Physical cleaning on a regular schedule removes accumulated sediment and sludge from basins and fill media. No amount of chemical treatment can fully compensate for heavy sediment buildup, which shelters organisms and consumes biocide before it reaches the water column. The CDC recommends adjusting cleaning frequency based on local conditions, water source, and system design, with the goal of minimizing the sediment and stagnant zones where Legionella and other pathogens concentrate.
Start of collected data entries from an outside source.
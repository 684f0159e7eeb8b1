//! Window plumbing: raw window messages, window handles, and the Win32
//! implementation of the desktop platform calls.

pub mod msgs;
#[cfg(windows)]
mod win32;

#[cfg(windows)]
pub use win32::*;

use ::std::num::NonZeroIsize;

/// An opaque handle to a native window (an `HWND` on Windows).
///
/// Handles are plain values: they are `Send` and can be compared, but say
/// nothing about whether the window still exists.
#[derive(Clone, Copy, Debug, PartialEq, Eq, Hash)]
pub struct WindowHandle(NonZeroIsize);

impl WindowHandle {
    /// Wraps a raw window handle. Returns `None` for the null handle.
    pub fn new(raw: isize) -> Option<Self> {
        NonZeroIsize::new(raw).map(Self)
    }

    pub fn raw(self) -> isize {
        self.0.get()
    }
}

/// The raw parts of a message delivered to a window procedure.
#[derive(Clone, Copy, Debug, PartialEq, Eq)]
pub struct WindowsProcessMessage {
    pub umsg: u32,
    pub wparam: usize,
    pub lparam: isize,
}

impl WindowsProcessMessage {
    pub const fn new(umsg: u32, wparam: usize, lparam: isize) -> Self {
        Self {
            umsg,
            wparam,
            lparam,
        }
    }

    /// The message identifier, e.g. [`msgs::WM_MOUSEMOVE`].
    pub const fn identifier(&self) -> u32 {
        self.umsg
    }

    pub const fn wparam(&self) -> usize {
        self.wparam
    }

    pub const fn lparam(&self) -> isize {
        self.lparam
    }
}
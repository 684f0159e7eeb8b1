//! Input and state handling for the mouse.
//!
//! A [`Mouse`] is owned by the thread which receives the platform's mouse
//! events and forwards them to its [`Backend`]. Any thread may poll the
//! resulting [`MouseState`] through a [`MouseHandle`] without blocking.

mod backend;
mod device;
mod event;
mod state;
mod tracker;

pub use backend::*;
pub use device::*;
pub use event::*;
pub use state::*;
pub use tracker::*;
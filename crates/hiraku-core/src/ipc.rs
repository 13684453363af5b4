use std::io;
use std::path::Path;
use std::time::Duration;

use tracing::debug;

/// Write timeout for the control socket. A hung peer must not stall the
/// spawn fallback.
const WRITE_TIMEOUT: Duration = Duration::from_millis(500);

/// One-way control channel to a running player instance.
///
/// Fire-and-forget: a successful send means the payload was written, not
/// that the player acted on it. Liveness of an instance is inferred solely
/// from whether the write succeeds.
pub trait ChannelTransport {
    fn send(&self, address: &Path, payload: &[u8]) -> io::Result<()>;
}

/// Control channel over a UNIX domain socket (mpv's `--input-ipc-server`).
#[derive(Debug, Default)]
pub struct UnixSocketTransport;

#[cfg(unix)]
impl ChannelTransport for UnixSocketTransport {
    fn send(&self, address: &Path, payload: &[u8]) -> io::Result<()> {
        use std::io::Write;
        use std::os::unix::net::UnixStream;

        let mut stream = UnixStream::connect(address)?;
        stream.set_write_timeout(Some(WRITE_TIMEOUT))?;
        stream.write_all(payload)?;
        stream.flush()?;
        debug!(socket = %address.display(), bytes = payload.len(), "Wrote control command");
        Ok(())
    }
}

#[cfg(not(unix))]
impl ChannelTransport for UnixSocketTransport {
    fn send(&self, _address: &Path, _payload: &[u8]) -> io::Result<()> {
        // Routes into the spawn fallback on platforms without UNIX sockets.
        Err(io::Error::new(
            io::ErrorKind::Unsupported,
            "no control channel on this platform",
        ))
    }
}
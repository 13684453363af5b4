//! URI-to-action translation engine for the `mpv://` protocol handler.
//!
//! An inbound URI is parsed into an [`Options`] request against the
//! [`PlayerRegistry`], then routed by the [`Dispatcher`]: enqueued into a
//! running player over its control socket, or spawned as a new process when
//! no instance answers.

pub mod command;
pub mod config;
pub mod dispatch;
pub mod error;
pub mod flags;
pub mod ipc;
pub mod launcher;
pub mod options;
pub mod registry;

pub use dispatch::{Dispatcher, Outcome};
pub use error::HirakuError;
pub use options::Options;
pub use registry::{PlayerProfile, PlayerRegistry};
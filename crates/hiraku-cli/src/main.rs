use std::process::ExitCode;

use clap::Parser;
use tracing::{debug, error};
use tracing_subscriber::EnvFilter;

use hiraku_core::config;
use hiraku_core::ipc::UnixSocketTransport;
use hiraku_core::launcher::OsLauncher;
use hiraku_core::Dispatcher;

/// Open mpv:// URIs in a local media player.
#[derive(Debug, Parser)]
#[command(name = "hiraku", version, about)]
struct Cli {
    /// The mpv:// URI to handle, as dispatched by the browser.
    uri: String,
}

fn main() -> ExitCode {
    tracing_subscriber::fmt()
        .with_env_filter(
            EnvFilter::try_from_default_env()
                .unwrap_or_else(|_| EnvFilter::new("hiraku_core=info,hiraku_cli=info")),
        )
        .init();

    let cli = Cli::parse();

    let registry = match config::load_registry() {
        Ok(registry) => registry,
        Err(e) => {
            error!("{e}");
            return ExitCode::FAILURE;
        }
    };

    let transport = UnixSocketTransport;
    let launcher = OsLauncher;
    let dispatcher = Dispatcher::new(&registry, &transport, &launcher);

    match dispatcher.run(&cli.uri) {
        Ok(outcome) => {
            debug!(?outcome, "Done");
            ExitCode::SUCCESS
        }
        Err(e) => {
            error!("{e}");
            ExitCode::FAILURE
        }
    }
}
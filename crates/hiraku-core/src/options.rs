use std::collections::HashMap;

use url::Url;

use crate::error::HirakuError;
use crate::registry::PlayerRegistry;

/// Player assumed when the URI names none.
pub const DEFAULT_PLAYER: &str = "mpv";

/// The translated request decoded from one `mpv://` URI. Built once per
/// invocation and discarded; never persisted.
#[derive(Debug, Clone)]
pub struct Options {
    /// Registry key, case preserved as supplied (lookups lowercase it).
    pub player: String,
    /// The media URL to open. Kept structured so the scheme allowlist can be
    /// enforced.
    pub target_url: Url,
    /// Raw space-separated CLI flags supplied by the caller.
    pub flags: String,
    pub enqueue: bool,
    pub fullscreen: bool,
    pub pip: bool,
    pub new_window: bool,
    /// Copied from the resolved profile at parse time.
    pub needs_ipc: bool,
}

impl Options {
    /// Translate a raw `mpv://` URI, validating it against the registry.
    ///
    /// The grammar is
    /// `mpv:///open?url=<encoded>&flags=<encoded>&player=<name>&enqueue=1&fullscreen=1&pip=1&new_window=1`
    /// with `url` mandatory. Boolean parameters are true only for the
    /// literal value `"1"`.
    pub fn parse(raw: &str, registry: &PlayerRegistry) -> Result<Self, HirakuError> {
        let uri = Url::parse(raw).map_err(HirakuError::InvalidUri)?;

        if uri.scheme() != "mpv" {
            return Err(HirakuError::UnsupportedScheme {
                scheme: uri.scheme().to_string(),
            });
        }

        if uri.path() != "/open" {
            return Err(HirakuError::UnsupportedMethod {
                path: uri.path().to_string(),
            });
        }

        if uri.query().map_or(0, str::len) < 2 {
            return Err(HirakuError::EmptyQuery);
        }

        let query: HashMap<String, String> = uri.query_pairs().into_owned().collect();

        let player = query
            .get("player")
            .cloned()
            .unwrap_or_else(|| DEFAULT_PLAYER.to_string());

        let profile = registry
            .resolve(&player)
            .ok_or_else(|| HirakuError::UnsupportedPlayer {
                player: player.clone(),
            })?;

        let flags = query.get("flags").cloned().unwrap_or_default();

        let raw_target = query.get("url").map(String::as_str).unwrap_or_default();
        let target_url =
            Url::parse(raw_target).map_err(|source| HirakuError::InvalidTargetUrl {
                raw: raw_target.to_string(),
                source,
            })?;

        // The admission gate: a profile only opens schemes it allowlists.
        if !profile.supports_scheme(target_url.scheme()) {
            return Err(HirakuError::UnsupportedTargetScheme {
                player: profile.name.clone(),
                scheme: target_url.scheme().to_string(),
            });
        }

        Ok(Self {
            enqueue: flag_set(&query, "enqueue"),
            fullscreen: flag_set(&query, "fullscreen"),
            pip: flag_set(&query, "pip"),
            new_window: flag_set(&query, "new_window"),
            needs_ipc: profile.needs_ipc,
            player,
            target_url,
            flags,
        })
    }
}

/// Boolean query values decode to true only for the literal `"1"`.
fn flag_set(query: &HashMap<String, String>, key: &str) -> bool {
    query.get(key).map(String::as_str) == Some("1")
}
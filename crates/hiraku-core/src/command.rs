use serde::Serialize;

use crate::error::HirakuError;
use crate::flags;
use crate::options::Options;
use crate::registry::PlayerRegistry;

/// Wire shape of an mpv IPC command: a JSON array of strings under a single
/// `command` key.
#[derive(Debug, Serialize)]
struct EnqueueCommand<'a> {
    command: [&'a str; 3],
}

/// Build the executable and argument list to spawn a new player instance.
///
/// Argument order is fixed: fullscreen template, pip template, flags block,
/// target URL. The URL is always the final argument; players that parse
/// positional arguments depend on that. Templates land as single argv tokens
/// even when they contain spaces.
pub fn build_argv(
    options: &Options,
    registry: &PlayerRegistry,
) -> Result<(String, Vec<String>), HirakuError> {
    let profile =
        registry
            .resolve(&options.player)
            .ok_or_else(|| HirakuError::UnsupportedPlayer {
                player: options.player.clone(),
            })?;

    let mut args = Vec::new();

    if options.fullscreen {
        args.push(profile.fullscreen.clone());
    }

    if options.pip {
        args.push(profile.pip.clone());
    }

    if !options.flags.is_empty() {
        let block = if profile.has_overrides() {
            flags::apply_overrides(profile, &options.flags)
        } else {
            options.flags.clone()
        };
        if !block.is_empty() {
            args.push(block);
        }
    }

    args.push(options.target_url.to_string());

    Ok((profile.executable.clone(), args))
}

/// Serialize the enqueue command for the control channel:
/// `{"command":["loadfile",<url>,"append-play"]}` followed by exactly one
/// newline byte. Fails for profiles that do not use IPC.
pub fn build_ipc_payload(options: &Options) -> Result<Vec<u8>, HirakuError> {
    if !options.needs_ipc {
        return Err(HirakuError::IpcNotSupported {
            player: options.player.clone(),
        });
    }

    let cmd = EnqueueCommand {
        command: ["loadfile", options.target_url.as_str(), "append-play"],
    };

    let mut payload = serde_json::to_vec(&cmd)?;
    if payload.last() != Some(&b'\n') {
        payload.push(b'\n');
    }

    Ok(payload)
}
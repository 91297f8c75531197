use std::collections::HashMap;

/// One survey response as exported: question text → answer, in column order
#[derive(Debug, Clone, PartialEq, Eq)]
pub struct RawRecord {
    /// Response timestamp, unique per response
    pub timestamp: String,
    /// (long-form question, free-text answer) pairs
    pub answers: Vec<(String, String)>,
}

impl RawRecord {
    pub fn new(timestamp: impl Into<String>) -> Self {
        Self {
            timestamp: timestamp.into(),
            answers: Vec::new(),
        }
    }

    pub fn with_answer(mut self, question: impl Into<String>, answer: impl Into<String>) -> Self {
        self.answers.push((question.into(), answer.into()));
        self
    }

    /// Answer given to a question, if the question was part of the export
    pub fn answer(&self, question: &str) -> Option<&str> {
        self.answers
            .iter()
            .find(|(q, _)| q == question)
            .map(|(_, a)| a.as_str())
    }
}

/// A response after field renaming and summary derivation.
///
/// Values are `None` when a summary rule deliberately yields no label.
#[derive(Debug, Clone, PartialEq, Eq)]
pub struct NormalizedRecord {
    pub timestamp: String,
    fields: HashMap<&'static str, Option<String>>,
}

impl NormalizedRecord {
    pub fn new(timestamp: impl Into<String>) -> Self {
        Self {
            timestamp: timestamp.into(),
            fields: HashMap::new(),
        }
    }

    pub fn set(&mut self, field: &'static str, value: Option<String>) {
        self.fields.insert(field, value);
    }

    /// Value of a field; `None` both when absent and when null
    pub fn get(&self, field: &str) -> Option<&str> {
        self.fields.get(field).and_then(|v| v.as_deref())
    }

    /// Value of a field or the empty string
    pub fn get_or_empty(&self, field: &str) -> &str {
        self.get(field).unwrap_or("")
    }

    /// Whether the field exists on this record, even with a null value
    pub fn contains(&self, field: &str) -> bool {
        self.fields.contains_key(field)
    }

    pub fn field_count(&self) -> usize {
        self.fields.len()
    }
}

/// Normalized responses in input order
#[derive(Debug, Clone, Default)]
pub struct NormalizedSurvey {
    pub records: Vec<NormalizedRecord>,
}

impl NormalizedSurvey {
    pub fn len(&self) -> usize {
        self.records.len()
    }

    pub fn is_empty(&self) -> bool {
        self.records.is_empty()
    }

    pub fn iter(&self) -> impl Iterator<Item = &NormalizedRecord> {
        self.records.iter()
    }
}

#[cfg(test)]
mod tests {
    use super::*;

    #[test]
    fn test_null_and_absent_fields() {
        let mut record = NormalizedRecord::new("2020/06/01 10:00:00");
        record.set("a", Some("x".to_string()));
        record.set("b", None);

        assert_eq!(record.get("a"), Some("x"));
        assert_eq!(record.get("b"), None);
        assert!(record.contains("b"));
        assert!(!record.contains("c"));
        assert_eq!(record.get_or_empty("c"), "");
        assert_eq!(record.field_count(), 2);
    }

    #[test]
    fn test_raw_answer_lookup() {
        let raw = RawRecord::new("t1").with_answer("Q1", "yes");
        assert_eq!(raw.answer("Q1"), Some("yes"));
        assert_eq!(raw.answer("Q2"), None);
    }
}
Water temperature management also plays a role. When operationally feasible, running the system below 77°F moves the water outside Legionella’s preferred growth range, reducing the biological load that biocides need to handle. In practice, many systems cannot achieve this because the incoming process heat keeps water temperatures elevated, which makes consistent chemical treatment all the more important.